一度シュルームを服用すると、人格が変わるという。それも、数十年にわたる影響力だ。「シュルーム」とは、欧米において幻覚性キノコを指す隠語のことで、日本では長年、マジックマッシュルームの名でその危険性や魅惑が謳われてきた。

メキシコ先住民マサテコ族のシャーマンとして幻覚性キノコを用いた精神療法を長年行い、その名を世界に轟かせたマリア・サビーナについてのドキュメンタリーを観た。監督は今年の山形国際ドキュメンタリー映画祭のインターナショナル・コンペティション部門審査員を務める、ニコラス・エチェバリアだ。『マリア・サビーナ 女の霊』は1979年に完成された彼の初めての長編ドキュメンタリーである。世界初の民族菌類学映像資料として、世界中の先住民学者やシャーマニズムの研究者、ヒッピー達に今も受け継がれる同作品は、16ミリの手持ちカメラでマリア・サビーナの生活ぶりや彼女が儀式を行う光景の一部始終を記録している。

本作は冒頭のテロップによる解説、マリア・サビーナの一人称で読み上げられるナレーション、そして被写体を捉える映像によって構成される。
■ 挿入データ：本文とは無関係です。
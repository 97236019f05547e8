//! Architecture-graphics listing: candidate rows and their script accessors.
//!
//! A listing page carries one `div.graphicRow` per architecture. The row's
//! `id` is `row<primary protein id>` and its `h3` holds a sentence such as
//! "There are 24 sequences with the following architecture: DEAD, Helicase_C".
//! An inline script maps each row id to an opaque accessor on the line right
//! after the row is first referenced:
//!
//! ```text
//! rows["rowQ9XYZ1"] = $("rowQ9XYZ1");
//! rows["rowQ9XYZ1"].store( "arch", "10010 20020" );
//! ```

use std::sync::LazyLock;

use regex::Regex;
use scraper::{Html, Selector};

use super::{ARCHITECTURE_LABEL, ExtractionMiss};
use crate::markup::{compile_static_regex, compile_static_selector, element_text};

static ROW_SELECTOR: LazyLock<Selector> =
    LazyLock::new(|| compile_static_selector(r#"div.graphicRow[id^="row"]"#));
static HEADING_SELECTOR: LazyLock<Selector> = LazyLock::new(|| compile_static_selector("h3"));
static SCRIPT_SELECTOR: LazyLock<Selector> = LazyLock::new(|| compile_static_selector("script"));

static ACCESSOR_RE: LazyLock<Regex> = LazyLock::new(|| {
    compile_static_regex(r#"\.store\(\s*"arch"\s*,\s*(?:"([^"]*)"|([^\s",;)]+))"#)
});

/// Marker after which the listing script stops describing rows.
const SCRIPT_LAYOUT_MARKER: &str = "var layout";

/// Multiplicity markers that make an architecture name a fusion.
const MULTIPLICITY_MARKERS: [&str; 2] = [" x ", " \u{d7} "];

/// One row of the listing, before qualification.
#[derive(Debug, Clone, PartialEq, Eq)]
pub struct ListingRow {
    /// Row id without its `row` prefix.
    pub primary_id: String,
    /// Heading text, whitespace-collapsed.
    pub description: String,
}

impl ListingRow {
    /// Text after the first `architecture:` label, trimmed.
    #[must_use]
    pub fn architecture_name(&self) -> &str {
        self.description
            .split_once(ARCHITECTURE_LABEL)
            .map_or("", |(_, name)| name.trim())
    }

    /// True when the architecture has more than one domain: a multiplicity
    /// marker or a comma-separated list.
    #[must_use]
    pub fn qualifies(&self) -> bool {
        let name = self.architecture_name();
        name.contains(',') || MULTIPLICITY_MARKERS.iter().any(|m| name.contains(m))
    }
}

/// Owned extraction of one listing document.
///
/// Parsing happens up front so no `scraper::Html` (which is `!Send`) is held
/// across an await point by the collector.
#[derive(Debug, Clone, Default, PartialEq, Eq)]
pub struct ListingPage {
    rows: Vec<Result<ListingRow, ExtractionMiss>>,
    scripts: Vec<Vec<String>>,
}

impl ListingPage {
    /// Parses a listing document.
    #[must_use]
    pub fn parse(html: &str) -> Self {
        let document = Html::parse_document(html);

        let rows = document
            .select(&ROW_SELECTOR)
            .filter_map(|row| {
                let primary_id = row.value().id()?.strip_prefix("row")?.to_string();
                let heading = row.select(&HEADING_SELECTOR).next().map(element_text);
                Some(match heading {
                    Some(description) if description.contains(ARCHITECTURE_LABEL) => {
                        Ok(ListingRow {
                            primary_id,
                            description,
                        })
                    }
                    _ => Err(ExtractionMiss::RowHeading { primary_id }),
                })
            })
            .collect();

        let scripts = document
            .select(&SCRIPT_SELECTOR)
            .map(|script| {
                let text = script.text().collect::<String>();
                text.split_once(SCRIPT_LAYOUT_MARKER)
                    .map_or(text.as_str(), |(head, _)| head)
                    .lines()
                    .map(|line| line.trim().to_string())
                    .collect::<Vec<_>>()
            })
            .collect();

        Self { rows, scripts }
    }

    /// Rows in page order; rows without a usable heading are misses.
    #[must_use]
    pub fn rows(&self) -> &[Result<ListingRow, ExtractionMiss>] {
        &self.rows
    }

    /// Lines of each `script` element preceding its layout block, trimmed.
    #[must_use]
    pub fn scripts(&self) -> &[Vec<String>] {
        &self.scripts
    }

    /// Finds the accessor token for a row.
    ///
    /// The first script line referencing `row<primary_id>` is correlated with
    /// the line that follows it in the same script.
    ///
    /// # Errors
    ///
    /// [`ExtractionMiss::AccessorNotFound`] when no line references the row;
    /// [`ExtractionMiss::AccessorMalformed`] when the next line is missing or
    /// carries no `.store( "arch", ... )` token.
    pub fn accessor_for(&self, primary_id: &str) -> Result<String, ExtractionMiss> {
        let needle = format!("row{primary_id}");
        let (lines, position) = self
            .scripts
            .iter()
            .find_map(|lines| {
                let position = lines.iter().position(|line| references_row(line, &needle))?;
                Some((lines, position))
            })
            .ok_or_else(|| ExtractionMiss::AccessorNotFound {
                primary_id: primary_id.to_string(),
            })?;

        lines
            .get(position + 1)
            .and_then(|line| ACCESSOR_RE.captures(line))
            .and_then(|caps| caps.get(1).or_else(|| caps.get(2)))
            .map(|token| token.as_str().trim().to_string())
            .filter(|token| !token.is_empty())
            .ok_or_else(|| ExtractionMiss::AccessorMalformed {
                primary_id: primary_id.to_string(),
            })
    }
}

/// True when `needle` occurs in `line` and is not the prefix of a longer id.
fn references_row(line: &str, needle: &str) -> bool {
    line.match_indices(needle).any(|(at, _)| {
        line[at + needle.len()..]
            .chars()
            .next()
            .is_none_or(|c| !(c.is_alphanumeric() || c == '_'))
    })
}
まるで詩を読んでいるかのようなナレーションは、サビーナとアメリカの菌類研究家ゴードン・ワッソンの対談録を基にして作られている。スペイン語のオリジナル版ではナレーションはあえて男性が担当しているのだが、英語版ではあいにく女性の声となっていた。それでも、宗教的職能者の持つ男性的な逞しさを言葉の中から感じることができる。劇中、 朝靄のなかで朝日が山々を照らす美しいロングショットが幾度となく挿入される。観ているだけで開放感に浸れる清々しいショットだが、どこかサウダージをも感じさせる。
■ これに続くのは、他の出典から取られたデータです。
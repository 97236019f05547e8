//! URL construction for the Pfam and PubSEED services.

use url::Url;

use crate::fetch::FetchError;

/// Default Pfam web service root.
pub const DEFAULT_PFAM_BASE_URL: &str = "http://pfam.xfam.org";

/// Default PubSEED root (search form and annotation pages).
pub const DEFAULT_PUBSEED_BASE_URL: &str = "http://pubseed.theseed.org";

/// Validated service roots and the URLs derived from them.
#[derive(Debug, Clone, PartialEq, Eq)]
pub struct Endpoints {
    pfam_base: Url,
    pubseed_base: Url,
}

impl Default for Endpoints {
    fn default() -> Self {
        // The defaults are static, known-good URLs.
        #[allow(clippy::expect_used)]
        Self::new(DEFAULT_PFAM_BASE_URL, DEFAULT_PUBSEED_BASE_URL)
            .expect("default endpoints are valid URLs")
    }
}

impl Endpoints {
    /// Creates endpoints from two service roots.
    ///
    /// # Errors
    ///
    /// Returns [`FetchError::InvalidUrl`] when a root is not an absolute
    /// `http`/`https` URL.
    pub fn new(pfam_base: &str, pubseed_base: &str) -> Result<Self, FetchError> {
        Ok(Self {
            pfam_base: parse_base(pfam_base)?,
            pubseed_base: parse_base(pubseed_base)?,
        })
    }

    /// Sequence search submission endpoint.
    #[must_use]
    pub fn search_url(&self) -> String {
        with_segments(&self.pfam_base, &["search", "sequence"]).to_string()
    }

    /// Family detail document (XML).
    #[must_use]
    pub fn family_url(&self, family_id: &str) -> String {
        let mut url = with_segments(&self.pfam_base, &["family", family_id]);
        url.query_pairs_mut().append_pair("output", "xml");
        url.to_string()
    }

    /// Architecture-graphics listing for a family.
    #[must_use]
    pub fn listing_url(&self, family_id: &str) -> String {
        with_segments(&self.pfam_base, &["domaingraphics", family_id]).to_string()
    }

    /// Zoomed listing for one architecture accessor.
    #[must_use]
    pub fn detail_url(&self, family_id: &str, accessor: &str) -> String {
        let mut url = with_segments(&self.pfam_base, &["domaingraphics", family_id]);
        url.query_pairs_mut().append_pair("arch", accessor);
        url.to_string()
    }

    /// Public protein page, used in report hyperlinks.
    #[must_use]
    pub fn protein_url(&self, protein_id: &str) -> String {
        with_segments(&self.pfam_base, &["protein", protein_id]).to_string()
    }

    /// PubSEED search form endpoint.
    #[must_use]
    pub fn pubseed_search_url(&self) -> String {
        self.pubseed_base.to_string()
    }

    /// PubSEED annotation page for a FIG id, used in report hyperlinks.
    ///
    /// The FIG id is inserted verbatim (`fig|83333.1.peg.4`).
    #[must_use]
    pub fn annotation_url(&self, fig_id: &str) -> String {
        let mut url = self.pubseed_base.clone();
        url.set_query(None);
        format!("{url}?page=Annotation&feature={fig_id}")
    }

    /// Absolutizes a polling URL returned by the search service.
    ///
    /// # Errors
    ///
    /// Returns [`FetchError::InvalidUrl`] when the value cannot be joined.
    pub fn absolutize(&self, value: &str) -> Result<String, FetchError> {
        let value = value.trim();
        if value.starts_with("http://") || value.starts_with("https://") {
            return Ok(value.to_string());
        }
        self.pfam_base
            .join(value)
            .map(|url| url.to_string())
            .map_err(|e| FetchError::invalid_url(value, e.to_string()))
    }
}

fn parse_base(raw: &str) -> Result<Url, FetchError> {
    let url = Url::parse(raw.trim()).map_err(|e| FetchError::invalid_url(raw, e.to_string()))?;
    if !matches!(url.scheme(), "http" | "https") {
        return Err(FetchError::invalid_url(
            raw,
            format!("scheme '{}' is not supported", url.scheme()),
        ));
    }
    if url.cannot_be_a_base() {
        return Err(FetchError::invalid_url(raw, "URL cannot be used as a base"));
    }
    Ok(url)
}

fn with_segments(base: &Url, segments: &[&str]) -> Url {
    let mut url = base.clone();
    url.set_query(None);
    if let Ok(mut path) = url.path_segments_mut() {
        path.pop_if_empty().extend(segments);
    }
    url
}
身体と心は繋がっている。だから身体を病んでいるときは心を癒し、心を病んでいるときは身体を癒してあげればよいのだ、と聖なるキノコの母は云う。大きく腫れ上げた両足をひきずりながらマサテコ族の女性が彼女を訪れ、ついに儀式が始まる 。明くる朝、彼女は一人で山に行きキノコを収穫する。そして午後は、採ったばかりのキノコを作法に従って炙り、指先を使って細かく裂く。日が沈みきってから、闇と静寂に包まれた部屋に蝋燭を灯し、病に苦しむ訪問者と彼女を祟る仲間たち、そして親類を交えてキノコを食す。女性シャーマンは彼女の足を優しく摩りながら、救済を求める歌を唱え続ける。心身の毒素は嘔吐する行為によって吐き出されると信じるこの儀式では、病人が嘔吐できない場合、マリア・サビーナが自身の肉体を使って嘔吐を代行するという。病人を精神的苦痛から解放するシュルーム儀式は、どこか、彼女自身が誰かを癒すことで自ら癒される光景のように見えた。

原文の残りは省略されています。